Some have asked me why I have remained an Episcopalian and have not jumped ship to become a Unitarian. The other All Souls Church in Washington, by the way, is All Souls Unitarian Church. The honest answer is probably inertia, habit and convenience (All Souls is a short walk away.). However, despite its faults, the Episcopal Church provides a big tent where there is room for all who seek  spiritual truth, even for people like me. Plus when done right the Episcopal liturgy can be quite beautiful and even inspiring, though I admit that I would not protest if in the future the Nicene Creed was dropped or at least made optional. At All Souls we have been blessed with excellent clergy over the years and have an extraordinary rector now, a mature woman and a former Brit, whose strong faith and authenticity are genuine and contagious. And against all  the odds–in the era of the Great “Dechurching”–our congregation  is growing again.

And finally this: A few years before I graduated from Davidson, a student graduation speaker who was expected to deliver an inspiring speech of 15 or 20 minutes was said to have made the following address and then sat down: “Many people have lived, and many have died. One who lived two thousand years ago whose name was Jesus Christ said, ‘Love your neighbor.’ I have nothing more to add.”

Neither do I.

 

 

5 thoughts on “The Confessions of a Universalist Episcopalian, Part Six. The Last and Final Episode.

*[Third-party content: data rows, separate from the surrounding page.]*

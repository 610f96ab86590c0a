use mongodb::bson::doc;
use mongodb::{Client, Database};
use std::error::Error;

#[derive(Clone)]
pub struct MongoDB {
    db: Database,
}

impl MongoDB {
    /// Opens an administrative session and selects the target database.
    /// The database itself is created implicitly on first write.
    pub async fn connect(uri: &str, database: &str) -> Result<Self, Box<dyn Error>> {
        let mut client_options = mongodb::options::ClientOptions::parse(uri).await?;

        client_options.connect_timeout = Some(std::time::Duration::from_secs(5));
        client_options.server_selection_timeout = Some(std::time::Duration::from_secs(5));

        let client = Client::with_options(client_options)?;
        let db = client.database(database);

        // Test connection before provisioning starts
        db.run_command(doc! { "ping": 1 }).await?;

        Ok(Self { db })
    }

    pub fn database(&self) -> &Database {
        &self.db
    }
}

#[cfg(test)]
mod tests {
    use super::*;

    #[tokio::test]
    #[ignore] // Requires MongoDB to be running
    async fn test_mongodb_connection() {
        dotenv::dotenv().ok();

        let db = MongoDB::connect("mongodb://localhost:27017", "bigdata").await;
        assert!(db.is_ok());
    }
}
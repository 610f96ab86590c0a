mod bootstrap;
mod config;
mod database;

use dotenv::dotenv;

#[tokio::main]
async fn main() -> Result<(), Box<dyn std::error::Error>> {
    // Load environment variables
    dotenv().ok();

    // Initialize logger
    env_logger::init_from_env(env_logger::Env::new().default_filter_or("info"));

    let settings = config::Settings::from_env()?;

    log::info!("🚀 Starting BigData bootstrap...");
    log::info!("📊 Target database: {}", settings.database);

    let db = database::MongoDB::connect(&settings.mongodb_uri, &settings.database).await?;
    log::info!("✅ MongoDB connected successfully");

    bootstrap::run(&db, &settings).await?;

    Ok(())
}
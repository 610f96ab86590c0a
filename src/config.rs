use std::env;
use std::error::Error;

// Defaults reproduce the original provisioning values, so running with an
// empty environment provisions the exact same database.
const DEFAULT_MONGODB_URI: &str = "mongodb://localhost:27017";
const DEFAULT_DATABASE: &str = "bigdata";
const DEFAULT_USER: &str = "bigdata_user";
const DEFAULT_PASSWORD: &str = "bigdata_pass";
const DEFAULT_COLLECTIONS: &str = "sales,customers,product_analysis,city_analysis";
const DEFAULT_INDEXES: &str =
    "sales.customer_id,sales.product,sales.date,customers.city,customers.email:unique";

/// A single-field ascending index, optionally with a unique constraint.
#[derive(Debug, Clone, PartialEq, Eq)]
pub struct IndexSpec {
    pub collection: String,
    pub field: String,
    pub unique: bool,
}

impl IndexSpec {
    /// Parses a `collection.field` spec with an optional `:unique` suffix,
    /// e.g. `customers.email:unique`.
    pub fn parse(spec: &str) -> Result<Self, Box<dyn Error>> {
        let spec = spec.trim();
        let (path, unique) = match spec.strip_suffix(":unique") {
            Some(path) => (path, true),
            None => (spec, false),
        };

        match path.split_once('.') {
            Some((collection, field)) if !collection.is_empty() && !field.is_empty() => {
                Ok(Self {
                    collection: collection.to_string(),
                    field: field.to_string(),
                    unique,
                })
            }
            _ => Err(format!(
                "invalid index spec '{}' (expected collection.field[:unique])",
                spec
            )
            .into()),
        }
    }
}

/// Bootstrap settings, read from the environment with the original
/// provisioning values as fallbacks.
#[derive(Debug, Clone)]
pub struct Settings {
    pub mongodb_uri: String,
    pub database: String,
    pub user: String,
    pub password: String,
    pub collections: Vec<String>,
    pub indexes: Vec<IndexSpec>,
}

impl Settings {
    pub fn from_env() -> Result<Self, Box<dyn Error>> {
        let mongodb_uri =
            env::var("MONGODB_URI").unwrap_or_else(|_| DEFAULT_MONGODB_URI.to_string());
        let database =
            env::var("BOOTSTRAP_DATABASE").unwrap_or_else(|_| DEFAULT_DATABASE.to_string());
        let user = env::var("BOOTSTRAP_USER").unwrap_or_else(|_| DEFAULT_USER.to_string());
        let password =
            env::var("BOOTSTRAP_PASSWORD").unwrap_or_else(|_| DEFAULT_PASSWORD.to_string());
        let collections =
            env::var("BOOTSTRAP_COLLECTIONS").unwrap_or_else(|_| DEFAULT_COLLECTIONS.to_string());
        let indexes =
            env::var("BOOTSTRAP_INDEXES").unwrap_or_else(|_| DEFAULT_INDEXES.to_string());

        Ok(Self {
            mongodb_uri,
            database,
            user,
            password,
            collections: parse_collections(&collections),
            indexes: parse_indexes(&indexes)?,
        })
    }
}

fn parse_collections(list: &str) -> Vec<String> {
    list.split(',')
        .map(str::trim)
        .filter(|name| !name.is_empty())
        .map(str::to_string)
        .collect()
}

fn parse_indexes(list: &str) -> Result<Vec<IndexSpec>, Box<dyn Error>> {
    list.split(',')
        .map(str::trim)
        .filter(|spec| !spec.is_empty())
        .map(IndexSpec::parse)
        .collect()
}

#[cfg(test)]
mod tests {
    use super::*;

    #[test]
    fn test_parse_collections() {
        let collections = parse_collections(DEFAULT_COLLECTIONS);
        assert_eq!(
            collections,
            vec!["sales", "customers", "product_analysis", "city_analysis"]
        );
    }

    #[test]
    fn test_parse_collections_ignores_blank_entries() {
        let collections = parse_collections(" sales , customers ,, ");
        assert_eq!(collections, vec!["sales", "customers"]);
    }

    #[test]
    fn test_parse_index_spec() {
        let spec = IndexSpec::parse("sales.customer_id").unwrap();
        assert_eq!(spec.collection, "sales");
        assert_eq!(spec.field, "customer_id");
        assert!(!spec.unique);
    }

    #[test]
    fn test_parse_unique_index_spec() {
        let spec = IndexSpec::parse("customers.email:unique").unwrap();
        assert_eq!(spec.collection, "customers");
        assert_eq!(spec.field, "email");
        assert!(spec.unique);
    }

    #[test]
    fn test_parse_invalid_index_spec() {
        assert!(IndexSpec::parse("sales").is_err());
        assert!(IndexSpec::parse(".customer_id").is_err());
        assert!(IndexSpec::parse("sales.").is_err());
    }

    #[test]
    fn test_default_indexes() {
        let indexes = parse_indexes(DEFAULT_INDEXES).unwrap();
        assert_eq!(indexes.len(), 5);
        assert_eq!(
            indexes[4],
            IndexSpec {
                collection: "customers".to_string(),
                field: "email".to_string(),
                unique: true,
            }
        );
        assert!(indexes[..4].iter().all(|spec| !spec.unique));
    }
}
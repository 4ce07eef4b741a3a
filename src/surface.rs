//! Screen derivation
//!
//! Pure mapping from session state to the screen the UI presents and the
//! controls it offers.

use crate::platform::MediaHandle;
use crate::session::{FacingMode, SessionState};
use serde::{Deserialize, Serialize};

/// Notice shown while the capture permission verdicts are still pending
pub const AWAITING_PERMISSIONS_NOTICE: &str = "Requesting permissions...";

/// Notice shown when camera permission was denied
pub const CAMERA_DENIED_NOTICE: &str = "Permission for camera not granted.";

/// Banner shown on the preview when only the microphone was denied
pub const MICROPHONE_DENIED_NOTICE: &str = "Permission for microphone not granted.";

/// The screen derived from the current session state
#[derive(Debug, Clone, PartialEq, Serialize, Deserialize)]
#[serde(rename_all = "camelCase", tag = "type")]
pub enum Screen {
    /// Startup screen while camera/microphone verdicts are unknown
    AwaitingPermissions,
    /// Dead end once camera permission is denied
    CameraDenied,
    /// Live camera preview with the record controls
    Preview(PreviewSurface),
    /// Post-capture review of the finished clip
    Review(ReviewSurface),
}

impl Screen {
    /// Derive the screen for the given state
    pub fn for_state(state: &SessionState) -> Screen {
        if state.permissions.awaiting_capture_verdicts() {
            return Screen::AwaitingPermissions;
        }
        if !state.permissions.camera.is_granted() {
            return Screen::CameraDenied;
        }
        if let Some(clip) = state.recording.clip() {
            return Screen::Review(ReviewSurface {
                clip: clip.clone(),
                can_save: state.permissions.media_library.is_granted(),
                error_notice: state.last_error.clone(),
            });
        }

        let microphone_notice = if state.permissions.microphone.is_granted() {
            None
        } else {
            Some(MICROPHONE_DENIED_NOTICE.to_string())
        };
        Screen::Preview(PreviewSurface {
            facing: state.facing,
            is_recording: state.recording.is_recording(),
            can_record: state.permissions.capture_ready(),
            microphone_notice,
            location_caption: state.location.caption(),
            error_notice: state.last_error.clone(),
        })
    }

    /// Fixed notice text for the permission screens
    pub fn notice(&self) -> Option<&'static str> {
        match self {
            Screen::AwaitingPermissions => Some(AWAITING_PERMISSIONS_NOTICE),
            Screen::CameraDenied => Some(CAMERA_DENIED_NOTICE),
            Screen::Preview(_) | Screen::Review(_) => None,
        }
    }
}

/// Affordances of the live preview screen
#[derive(Debug, Clone, PartialEq, Serialize, Deserialize)]
#[serde(rename_all = "camelCase")]
pub struct PreviewSurface {
    /// Camera the preview is bound to
    pub facing: FacingMode,

    /// Whether a capture is running
    pub is_recording: bool,

    /// Whether the record control is enabled
    pub can_record: bool,

    /// Banner shown when the microphone was denied
    pub microphone_notice: Option<String>,

    /// Caption for the location line
    pub location_caption: String,

    /// Most recent collaborator failure
    pub error_notice: Option<String>,
}

impl PreviewSurface {
    /// Controls rendered on this screen, in display order
    ///
    /// The facing toggle is only reachable while idle.
    pub fn controls(&self) -> Vec<PreviewControl> {
        let mut controls = Vec::new();
        if !self.is_recording {
            controls.push(PreviewControl::ToggleFacing);
        }
        controls.push(if self.is_recording {
            PreviewControl::Stop
        } else {
            PreviewControl::Record
        });
        controls
    }
}

/// Controls available on the preview screen
#[derive(Debug, Clone, Copy, PartialEq, Eq, Serialize, Deserialize)]
#[serde(rename_all = "camelCase")]
pub enum PreviewControl {
    /// Flip between the front and back camera
    ToggleFacing,
    /// Start a recording
    Record,
    /// Stop the recording in progress
    Stop,
}

/// Affordances of the clip review screen
#[derive(Debug, Clone, PartialEq, Serialize, Deserialize)]
#[serde(rename_all = "camelCase")]
pub struct ReviewSurface {
    /// The clip under review
    pub clip: MediaHandle,

    /// Whether the save control is offered
    pub can_save: bool,

    /// Most recent collaborator failure
    pub error_notice: Option<String>,
}

impl ReviewSurface {
    /// Controls rendered on this screen, in display order
    pub fn controls(&self) -> Vec<ReviewControl> {
        let mut controls = vec![ReviewControl::Share];
        if self.can_save {
            controls.push(ReviewControl::Save);
        }
        controls.push(ReviewControl::Discard);
        controls
    }
}

/// Controls available on the review screen
#[derive(Debug, Clone, Copy, PartialEq, Eq, Serialize, Deserialize)]
#[serde(rename_all = "camelCase")]
pub enum ReviewControl {
    /// Open the platform share flow
    Share,
    /// Save the clip to the media library
    Save,
    /// Drop the clip and return to the preview
    Discard,
}

#[cfg(test)]
mod tests {
    use super::*;
    use crate::platform::{Capability, MediaHandle, PermissionStatus};
    use crate::session::{LocationStatus, PermissionSet, SessionState};

    fn resolved(granted: &[Capability]) -> SessionState {
        let mut permissions = PermissionSet::default();
        for capability in [
            Capability::Camera,
            Capability::Microphone,
            Capability::MediaLibrary,
            Capability::Location,
        ] {
            permissions.record(capability, PermissionStatus::Denied);
        }
        for capability in granted {
            permissions.record(*capability, PermissionStatus::Granted);
        }
        SessionState {
            permissions,
            ..SessionState::default()
        }
    }

    #[test]
    fn test_unknown_verdicts_yield_awaiting_screen() {
        let state = SessionState::default();
        let screen = Screen::for_state(&state);
        assert_eq!(screen, Screen::AwaitingPermissions);
        assert_eq!(screen.notice(), Some(AWAITING_PERMISSIONS_NOTICE));

        let mut camera_only = SessionState::default();
        camera_only
            .permissions
            .record(Capability::Camera, PermissionStatus::Granted);
        assert_eq!(Screen::for_state(&camera_only), Screen::AwaitingPermissions);
    }

    #[test]
    fn test_camera_denial_is_a_fixed_notice() {
        let screen = Screen::for_state(&resolved(&[Capability::Microphone]));
        assert_eq!(screen, Screen::CameraDenied);
        assert_eq!(screen.notice(), Some(CAMERA_DENIED_NOTICE));
    }

    #[test]
    fn test_preview_iff_camera_granted() {
        // Every resolved combination of the other capabilities.
        let others = [
            Capability::Microphone,
            Capability::MediaLibrary,
            Capability::Location,
        ];
        for mask in 0..(1 << others.len()) {
            let mut granted: Vec<Capability> = others
                .iter()
                .enumerate()
                .filter(|(i, _)| mask & (1 << i) != 0)
                .map(|(_, c)| *c)
                .collect();

            let denied_camera = Screen::for_state(&resolved(&granted));
            assert_eq!(
                denied_camera,
                Screen::CameraDenied,
                "camera denied must block the preview (mask {:#b})",
                mask
            );

            granted.push(Capability::Camera);
            let screen = Screen::for_state(&resolved(&granted));
            assert!(
                matches!(screen, Screen::Preview(_)),
                "camera granted must reach the preview (mask {:#b})",
                mask
            );
        }
    }

    #[test]
    fn test_microphone_denial_banners_the_preview() {
        let state = resolved(&[Capability::Camera]);
        match Screen::for_state(&state) {
            Screen::Preview(preview) => {
                assert!(!preview.can_record);
                assert_eq!(
                    preview.microphone_notice.as_deref(),
                    Some(MICROPHONE_DENIED_NOTICE)
                );
            }
            other => panic!("expected preview, got {:?}", other),
        }

        let both = resolved(&[Capability::Camera, Capability::Microphone]);
        match Screen::for_state(&both) {
            Screen::Preview(preview) => {
                assert!(preview.can_record);
                assert!(preview.microphone_notice.is_none());
            }
            other => panic!("expected preview, got {:?}", other),
        }
    }

    #[test]
    fn test_preview_carries_the_location_caption() {
        let mut state = resolved(&[Capability::Camera, Capability::Microphone]);
        state.location = LocationStatus::Failed {
            message: "Permission to access location was denied".to_string(),
        };

        match Screen::for_state(&state) {
            Screen::Preview(preview) => {
                assert_eq!(
                    preview.location_caption,
                    "Permission to access location was denied"
                );
            }
            other => panic!("expected preview, got {:?}", other),
        }
    }

    #[test]
    fn test_preview_controls_swap_record_for_stop() {
        let mut state = resolved(&[Capability::Camera, Capability::Microphone]);
        let Screen::Preview(idle) = Screen::for_state(&state) else {
            panic!("expected preview");
        };
        assert_eq!(
            idle.controls(),
            vec![PreviewControl::ToggleFacing, PreviewControl::Record]
        );

        state.begin_recording();
        let Screen::Preview(recording) = Screen::for_state(&state) else {
            panic!("expected preview");
        };
        assert_eq!(recording.controls(), vec![PreviewControl::Stop]);
    }

    #[test]
    fn test_save_control_iff_media_library_granted() {
        let clip = MediaHandle::new("file:///captures/review.mp4", 1_000.0);

        let mut with_library = resolved(&[
            Capability::Camera,
            Capability::Microphone,
            Capability::MediaLibrary,
        ]);
        with_library.finish_recording(clip.clone());
        let Screen::Review(review) = Screen::for_state(&with_library) else {
            panic!("expected review");
        };
        assert!(review.can_save);
        assert_eq!(
            review.controls(),
            vec![
                ReviewControl::Share,
                ReviewControl::Save,
                ReviewControl::Discard
            ]
        );

        let mut without_library = resolved(&[Capability::Camera, Capability::Microphone]);
        without_library.finish_recording(clip.clone());
        let Screen::Review(review) = Screen::for_state(&without_library) else {
            panic!("expected review");
        };
        assert!(!review.can_save);
        assert_eq!(
            review.controls(),
            vec![ReviewControl::Share, ReviewControl::Discard]
        );
        assert_eq!(review.clip, clip);
    }
}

  1. The last two paragraphs, or more exactly the last two declarative statements: “Love your neighbor” and ” I have nothing to add” are game-changing!

  2. Once a Brit, always a Brit – tell her that!
    The rest of your long swansong I endorse wholeheartedly which is why I try to take care when writing the next homelie – next one coming up on Sunday! I shall be asking the folk to use their imagination and dare to love and believe dangerously as Jesus did.
    Having said that I must ask you to continue commenting on – something. What else have I to look forward to?
    On a more personal matter – in London last week and had a coffee and chat with Ann. Remember her?

  3. Wow! Thank you dad for this remarkable series, encompassing everything from personal memoir all the way to theological manifesto. This has been a tour de force! I am grateful for some of the details of your experiences in Davidson, New York and Chapel Hill, which I had not heard before. And I appreciate your bringing together these ideas about science and religion, which I know have been forming in your mind for many years now, together into a unifying perspective. Onward into the mysterious, beautiful unknown!

  4. Bravo!! So thankful to have these essays to share with your progeny, and their circles, for generations to come. No wonder I am such a flawed but fundamentalist decent human being.

  5. This series has been so meaningful and inspiring to me. I wholeheartedly concur with my wonderful cousins. A tour de force! I feel moved and immensely grateful. Thank you Joe for writing this down and sharing. What an incredible spiritual and personal journey. You are a Universalist Episcopalian and much more. You’ve been a spiritual leader … you and Mimy have helped us find purpose and meaning all the while questioning and laughing and exploring connections between All Souls here below and the ever expanding cosmos of which we are part.